Saturday, March 5, 2011

Every moment spent turns to be a blissful one, yet, I can’t stop crying. I cried because there are certain things that hurt me even if everything seem fine. There are certain moments I wish I could turn to happiness but melancholy haunts me down. There are instances that I want to enjoy but I can’t because of jealousy. That’s the reason why I can’t stop crying.

Every time something upsets me, it turns out to be that what I sacrificed becomes a waste. I endured a lot in anguish. I endured something that no human can endure. I loved that no man can equal. I loved as equal as the Divine. Yet, I can’t stop crying when these sacrifices weren’t appreciated.

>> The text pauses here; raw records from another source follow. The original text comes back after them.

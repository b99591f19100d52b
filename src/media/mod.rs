//! External image hosting.

use async_trait::async_trait;

pub mod cloudinary;

#[derive(Debug, thiserror::Error)]
pub enum MediaError {
    #[error("request failed: {0}")]
    Http(#[from] reqwest::Error),
    #[error("host rejected the request ({status}): {body}")]
    Rejected { status: u16, body: String },
    #[error("cannot derive a public id from {0}")]
    BadUrl(String),
}

/// An image received from a client, already size and type checked.
#[derive(Debug, Clone)]
pub struct UploadedFile {
    pub filename: String,
    pub content_type: String,
    pub bytes: Vec<u8>,
}

#[async_trait]
pub trait MediaStore: Send + Sync {
    /// Stores the image and returns its public URL.
    async fn upload(&self, file: &UploadedFile) -> Result<String, MediaError>;

    /// Removes a previously uploaded image by its public URL.
    async fn destroy(&self, url: &str) -> Result<(), MediaError>;
}
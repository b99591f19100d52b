// src/services/user_service.rs

//! Accounts: signup and email verification, login, password reset, profile.

use chrono::{Duration, Utc};

use crate::error::ApiError;
use crate::media::UploadedFile;
use crate::models::user::{SessionUser, TokenKind, User, UserProfile};
use crate::services::auth_service::{self, ONE_TIME_TOKEN_TTL_HOURS, SESSION_TTL_DAYS};
use crate::services::{mail_service, media_service};
use crate::state::AppState;
use crate::store::StoreError;

const INVALID_TOKEN: &str = "Invalid or expired token";

/// Profile fields a user may change. Each one is optional.
#[derive(Debug, Default)]
pub struct ProfileUpdate {
    pub name: Option<String>,
    pub email: Option<String>,
    pub password: Option<String>,
    pub avatar: Option<UploadedFile>,
}

fn hash(state: &AppState, password: &str) -> Result<String, ApiError> {
    auth_service::get_password_hash(password, state.config.bcrypt_cost)
        .map_err(|e| ApiError::Internal(format!("password hashing failed: {}", e)))
}

fn check_email(email: &str) -> Result<(), ApiError> {
    if !auth_service::is_valid_email(email) {
        return Err(ApiError::validation("Enter a valid email"));
    }
    Ok(())
}

fn check_password(state: &AppState, password: &str) -> Result<(), ApiError> {
    if !state.config.password_policy.is_strong(password) {
        return Err(ApiError::validation("Password is too weak"));
    }
    Ok(())
}

fn map_duplicate(err: StoreError) -> ApiError {
    match err {
        StoreError::Duplicate(_) => ApiError::Conflict("Email already exists".into()),
        other => ApiError::Store(other),
    }
}

fn one_time_expiry() -> chrono::DateTime<Utc> {
    Utc::now() + Duration::hours(ONE_TIME_TOKEN_TTL_HOURS)
}

async fn send_verification(state: &AppState, user: &User, token: &str) -> Result<(), ApiError> {
    let link = format!(
        "{}/api/user/verify-email/{}",
        state.config.base_url.trim_end_matches('/'),
        token
    );
    state
        .mailer
        .send(mail_service::verification_email(&user.name, &user.email, &link))
        .await
        .map_err(|e| {
            log::error!("Failed to send verification email to {}: {}", user.email, e);
            ApiError::from(e)
        })
}

/// Creates an unverified account and mails the verification link.
///
/// The account is kept when the mail fails; the caller still gets an error
/// and can ask for a new link.
pub async fn signup(state: &AppState, name: &str, email: &str, password: &str) -> Result<User, ApiError> {
    let name = name.trim();
    let email = email.trim();
    if name.is_empty() {
        return Err(ApiError::validation("Name is required"));
    }
    check_email(email)?;
    check_password(state, password)?;

    if state.users.find_user_by_email(email).await?.is_some() {
        return Err(ApiError::Conflict("Email already exists".into()));
    }

    let mut user = User::new(name.to_string(), email.to_string(), hash(state, password)?);
    let token = auth_service::generate_one_time_token();
    user.set_token(TokenKind::Verify, token.clone(), one_time_expiry());
    state.users.insert_user(&user).await.map_err(map_duplicate)?;
    log::info!("User {} registered", user.id);

    send_verification(state, &user, &token).await?;
    Ok(user)
}

pub async fn verify_email(state: &AppState, token: &str) -> Result<(), ApiError> {
    let mut user = state
        .users
        .find_user_by_token(TokenKind::Verify, token, Utc::now())
        .await?
        .ok_or_else(|| ApiError::validation(INVALID_TOKEN))?;

    user.is_verified = true;
    user.clear_token(TokenKind::Verify);
    state.users.replace_user(&user).await?;
    log::info!("User {} verified their email", user.id);
    Ok(())
}

pub async fn resend_verification(state: &AppState, email: &str) -> Result<(), ApiError> {
    let mut user = state
        .users
        .find_user_by_email(email.trim())
        .await?
        .ok_or_else(|| ApiError::not_found("Email not registered"))?;
    if user.is_verified {
        return Err(ApiError::validation("Email already verified"));
    }

    let token = auth_service::generate_one_time_token();
    user.set_token(TokenKind::Verify, token.clone(), one_time_expiry());
    state.users.replace_user(&user).await?;
    send_verification(state, &user, &token).await
}

/// Returns a session token and the login projection.
pub async fn login(state: &AppState, email: &str, password: &str) -> Result<(String, SessionUser), ApiError> {
    let user = state
        .users
        .find_user_by_email(email.trim())
        .await?
        .ok_or_else(|| ApiError::not_found("User not found"))?;

    if !auth_service::verify_password(password, &user.password) {
        return Err(ApiError::InvalidCredentials);
    }
    if !user.is_verified {
        return Err(ApiError::Unverified);
    }

    let token = auth_service::create_access_token(
        &user.id,
        &state.config.secret_key,
        Duration::days(SESSION_TTL_DAYS),
    )
    .map_err(|e| ApiError::Internal(format!("token signing failed: {}", e)))?;
    Ok((token, SessionUser::from(&user)))
}

/// Issues a reset token and mails the link. Unknown addresses get a 404.
pub async fn forgot_password(state: &AppState, email: &str) -> Result<(), ApiError> {
    let email = email.trim();
    check_email(email).map_err(|_| ApiError::validation("Please enter a valid email."))?;

    let mut user = state
        .users
        .find_user_by_email(email)
        .await?
        .ok_or_else(|| ApiError::not_found("User not found"))?;

    let token = auth_service::generate_one_time_token();
    user.set_token(TokenKind::Reset, token.clone(), one_time_expiry());
    state.users.replace_user(&user).await?;

    let link = format!(
        "{}/reset-password/{}",
        state.config.front_url.trim_end_matches('/'),
        token
    );
    state
        .mailer
        .send(mail_service::password_reset_email(&user.name, &user.email, &link))
        .await
        .map_err(|e| {
            log::error!("Failed to send reset email to {}: {}", user.email, e);
            ApiError::from(e)
        })
}

pub async fn reset_password(state: &AppState, token: &str, new_password: &str) -> Result<(), ApiError> {
    check_password(state, new_password)?;

    let mut user = state
        .users
        .find_user_by_token(TokenKind::Reset, token, Utc::now())
        .await?
        .ok_or_else(|| ApiError::validation(INVALID_TOKEN))?;

    user.password = hash(state, new_password)?;
    user.clear_token(TokenKind::Reset);
    state.users.replace_user(&user).await?;
    log::info!("User {} reset their password", user.id);
    Ok(())
}

pub async fn get_profile(state: &AppState, user_id: &str) -> Result<UserProfile, ApiError> {
    state
        .users
        .find_user_by_id(user_id)
        .await?
        .map(UserProfile::from)
        .ok_or_else(|| ApiError::not_found("User not found"))
}

/// Validates every supplied field, then applies them together.
pub async fn update_profile(
    state: &AppState,
    user_id: &str,
    update: ProfileUpdate,
) -> Result<UserProfile, ApiError> {
    let mut user = state
        .users
        .find_user_by_id(user_id)
        .await?
        .ok_or_else(|| ApiError::not_found("User not found"))?;

    let name = match update.name.as_deref().map(str::trim) {
        Some("") => return Err(ApiError::validation("Name cannot be empty")),
        other => other.map(str::to_owned),
    };
    let email = match update.email.as_deref().map(str::trim) {
        Some(email) if email != user.email => {
            check_email(email)?;
            if state.users.find_user_by_email(email).await?.is_some() {
                return Err(ApiError::Conflict("Email already exists".into()));
            }
            Some(email.to_owned())
        }
        _ => None,
    };
    let password = match update.password.as_deref() {
        Some(p) => {
            check_password(state, p)?;
            Some(hash(state, p)?)
        }
        None => None,
    };

    let previous_avatar = user.avatar.clone();
    if let Some(avatar) = &update.avatar {
        let urls = media_service::upload_all(state.media.as_ref(), std::slice::from_ref(avatar)).await?;
        user.avatar = urls.into_iter().next();
    }
    if let Some(name) = name {
        user.name = name;
    }
    if let Some(email) = email {
        user.email = email;
    }
    if let Some(password) = password {
        user.password = password;
    }

    if !state.users.replace_user(&user).await.map_err(map_duplicate)? {
        return Err(ApiError::not_found("User not found"));
    }
    if update.avatar.is_some() {
        if let Some(old) = previous_avatar {
            media_service::remove_all(state.media.as_ref(), &[old]).await;
        }
    }
    log::info!("User {} updated their profile", user.id);
    Ok(UserProfile::from(user))
}

/// Hard delete. Ads owned by the user are left in place.
pub async fn delete_user(state: &AppState, user_id: &str) -> Result<(), ApiError> {
    if !state.users.delete_user(user_id).await? {
        return Err(ApiError::not_found("User not found"));
    }
    log::info!("User {} deleted", user_id);
    Ok(())
}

I can’t stop crying whenever things that once bruised me, were done once again and repeatedly being done. I can’t stop crying whenever things you had done once with “him” were the same as with me in my time. I can’t stop crying when secrets are kept but it’s I who unraveled them in the end. I can’t stop crying whenever I’m always the only one trying to patch things up. I can’t stop crying whenever you failed to amend your flaws. I can’t stop crying whenever even I’m in the right track but still you are too defensive in favor of the passive course. I can’t stop crying whenever you doubt my sincerity and fidelity. I can’t stop crying whenever I measured only by numbers and time. I can’t stop crying when to refuse to listen and make your point. I can’t stop crying when you value lesser things that the greater ones or you only realized my great deeds but don’t mind the least that I did. I can’t stop crying when I see that a book is more precious than my time. I can’t stop crying when you try to judge me ahead in a pessimistic way. I can’t stop crying when you consider the lesser evil as OK but point at the flaws much of the time and even on my flaws born by the past. I can’t stop crying when you value earthly things than our supposed time with the Divine. I can’t stop crying when you too cry in front of me because of my mistakes and errors….. I may be the most imperfect being that ever existed, but I have perfected and even equaled God in Loving.